这句话威慑力十足,计宇仿佛回光返照般瞬间从床上弹坐起来,然后乖乖吃药喝水。
“行了,现在你可以躺了。”计念军满意地接过空杯子,他这话才刚出口呢,对方就已经倒身不起了。计念军无奈地摇了摇头,然后替老爸脱了衣服盖上被子,又将房间的空调调到恒温,接着拿出老爸的手机,将他每天的起床铃音关闭。
退出房间的计念军看了看客厅挂断壁钟,三点了。很好,如果计宇明天上午去得了单位,自己就不叫计念军!
再天大的案子也比不过他老爸的命重要,更何况这次的案子,他从小黑叔嘴里都套出了七八分了。这件案子表面看是个凶手靠家庭背景而胡作非为的简单杀人碎尸案,实际疑点太多,根本不像是那么回事。
总之,计念军有种感觉,短时间内,那凶手不会那么嚣张的再次在风口浪尖上犯案。而从懂事以来,他的预感从来都不会出错。
所以明天早上,计念军很大方的自动替计宇请了半天假。
第二天早上八点,东二十四区安保局里头热闹的很。
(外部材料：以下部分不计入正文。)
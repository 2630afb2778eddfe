//! Deterministic, pure logic shared by devboard.
//!
//! Core modules must be free of I/O side effects. They operate on in-memory
//! documents and take "today" as an argument so results are reproducible.

pub mod codec;
pub mod invariants;
pub mod messages;
pub mod snapshot;
pub mod types;
pub mod worklog;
虽然安保局平日就部门多人也不少,但统一都在八点整到达各自岗位的次数,那真是少见到罕见。
夏康正到局里头的时候正好在楼下遇到了陈梁,基于某个令自己又爱又恨的家伙,他对陈梁也是十分熟悉了。
“夏局长,早。”
“嗯,早。”
两个人一先一后进了电梯,自然夏康正先进,陈梁才敢跟着进。电梯里还有其他部门的一些同事,各自意思意思地打了招呼后,一时间狭隘的空间一片寂静。
陈梁双眼直盯着地面,想要瞥一眼夏康正,却又没那个胆。人家虽然个子矮体态胖,但肩膀上随便一颗星一根杠就能把自己给压死。更何况今天的陈梁还做贼心虚,头顶上就是电梯出风口,他却是短短时间出了一身又一身冷汗。
“小梁啊。”
“是!”陈梁这头还在心里头纠结。突然听见有人喊自己,而且那个人还是夏康正,心里一个紧张,嘴里那应和声也格外响亮。
周围同事都对他抛去古怪的眼神,陈梁也觉得自己有些一惊一乍。平日里局长找他们谈话也挺平常的,他穷紧张个什么劲。
“局长,您请说?”
“哦,也没什么。看你平日里跟小宇两个人总是同进同出的,今天怎么没一起来呀?”
真是哪壶不提开哪壶。
陈梁想到早上六点不到就被计家宝贝某条惊悚短信吓得睡意全无,此刻一张脸直想犯哭。可问题是,他还不能让人看出来,脸色还不能有一点儿的不自然。